Oui, et le public vieillit avec nous. Je pense qu’ils viennent nous voir aussi pour voir où on en est, comme on vient voir de vieux amis. Et puis après ils peuvent sortir et dire: «T’as vu machin? T’as vu comme elle a pris du bide?» «Oh oui! Et puis lui, qu’est-ce qu’il est vieux!» «Mais il est quand même sympa…»

 

Qu’est-ce qui vous touche le plus chez ces personnages?

Chez Roger, ses travers sont aussi les choses les plus touchantes: la lâcheté, la paresse… Là dans le spectacle, il n’arrive pas à brancher les câbles Internet et il devient fou. Pendant tout le spectacle, il est obsédé par cette histoire de câbles qu’il n’arrive pas à brancher pour foutre Internet dans sa baraque. Alors c’est à la fois très agaçant quand c’est vous qui attendez la connexion Internet, et puis en même temps très touchant quand on regarde depuis l’extérieur. Quant à Monique, je crois que ce sont ses espoirs qui sont tout le temps, tout le temps déçus…

 

Et qu’est-ce qui vous irrite le plus?

La même chose.

 

Pourquoi faut-il venir voir ce nouveau spectacle?

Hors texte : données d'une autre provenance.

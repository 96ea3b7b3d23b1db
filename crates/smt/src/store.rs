//! Key-value storage backing the tree

use std::collections::HashMap;
use std::sync::Arc;

use async_trait::async_trait;
use tokio::sync::RwLock;

use crate::error::StoreError;

/// A single write in a storage batch
#[derive(Clone, Debug, PartialEq, Eq)]
pub enum BatchOp {
    /// Insert or overwrite `key`
    Put {
        /// Storage key
        key: Vec<u8>,
        /// Bytes to store
        value: Vec<u8>,
    },
    /// Remove `key` if present
    Delete {
        /// Storage key
        key: Vec<u8>,
    },
}

impl BatchOp {
    /// Key touched by this operation
    pub fn key(&self) -> &[u8] {
        match self {
            Self::Put { key, .. } | Self::Delete { key } => key,
        }
    }
}

/// Byte-keyed storage with atomic batched writes
///
/// A batch must be applied as a unit: either every operation is visible
/// afterwards or none is.
#[async_trait]
pub trait KeyValueStore: Send + Sync {
    /// Read the value stored under `key`
    async fn get(&self, key: &[u8]) -> Result<Option<Vec<u8>>, StoreError>;

    /// Apply `ops` atomically, in order
    async fn batch(&self, ops: Vec<BatchOp>) -> Result<(), StoreError>;
}

#[async_trait]
impl<S: KeyValueStore + ?Sized> KeyValueStore for Arc<S> {
    async fn get(&self, key: &[u8]) -> Result<Option<Vec<u8>>, StoreError> {
        (**self).get(key).await
    }

    async fn batch(&self, ops: Vec<BatchOp>) -> Result<(), StoreError> {
        (**self).batch(ops).await
    }
}

/// In-memory store
#[derive(Debug, Default)]
pub struct MemoryStore {
    entries: RwLock<HashMap<Vec<u8>, Vec<u8>>>,
}

impl MemoryStore {
    /// Create an empty store
    pub fn new() -> Self {
        Self::default()
    }

    /// Number of stored entries
    pub async fn len(&self) -> usize {
        self.entries.read().await.len()
    }

    /// Whether the store holds no entries
    pub async fn is_empty(&self) -> bool {
        self.entries.read().await.is_empty()
    }

    /// Whether `key` is present
    pub async fn contains(&self, key: &[u8]) -> bool {
        self.entries.read().await.contains_key(key)
    }
}

#[async_trait]
impl KeyValueStore for MemoryStore {
    async fn get(&self, key: &[u8]) -> Result<Option<Vec<u8>>, StoreError> {
        Ok(self.entries.read().await.get(key).cloned())
    }

    async fn batch(&self, ops: Vec<BatchOp>) -> Result<(), StoreError> {
        let mut entries = self.entries.write().await;
        for op in ops {
            match op {
                BatchOp::Put { key, value } => {
                    entries.insert(key, value);
                }
                BatchOp::Delete { key } => {
                    entries.remove(&key);
                }
            }
        }
        Ok(())
    }
}

/// Store view that prepends a fixed namespace to every key
///
/// Lets several trees share one backend without their node ids colliding.
#[derive(Clone, Debug)]
pub struct PrefixedStore<S> {
    prefix: Vec<u8>,
    inner: S,
}

impl<S> PrefixedStore<S> {
    /// Wrap `inner`, namespacing every key under `prefix`
    pub fn new(prefix: impl Into<Vec<u8>>, inner: S) -> Self {
        Self { prefix: prefix.into(), inner }
    }

    /// Namespace prefix
    pub fn prefix(&self) -> &[u8] {
        &self.prefix
    }

    /// Wrapped store
    pub const fn inner(&self) -> &S {
        &self.inner
    }

    fn namespaced(&self, key: &[u8]) -> Vec<u8> {
        let mut out = Vec::with_capacity(self.prefix.len() + key.len());
        out.extend_from_slice(&self.prefix);
        out.extend_from_slice(key);
        out
    }
}

#[async_trait]
impl<S: KeyValueStore> KeyValueStore for PrefixedStore<S> {
    async fn get(&self, key: &[u8]) -> Result<Option<Vec<u8>>, StoreError> {
        self.inner.get(&self.namespaced(key)).await
    }

    async fn batch(&self, ops: Vec<BatchOp>) -> Result<(), StoreError> {
        let ops = ops
            .into_iter()
            .map(|op| match op {
                BatchOp::Put { key, value } => BatchOp::Put { key: self.namespaced(&key), value },
                BatchOp::Delete { key } => BatchOp::Delete { key: self.namespaced(&key) },
            })
            .collect();
        self.inner.batch(ops).await
    }
}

Parce qu’il sera bien. J’ai vraiment le sentiment qu’on s’était un peu perdu en route avec «Le Moderne» et le Shakespeare et que là on retrouve quelque chose du tout début. Comme dans la vie finalement, une fois que l’on a fait tout le trajet amour-enfants-baraque-boulots-retraite, il y a un moment où on se retrouve au point zéro avec les mêmes envies qu’au tout début, mais avec une certaine fatigue et des expériences. Donc je crois que les personnages sont aussi touchants que dans le tout premier spectacle, il y a à nouveau quelque chose de plus simple, de plus essentiel.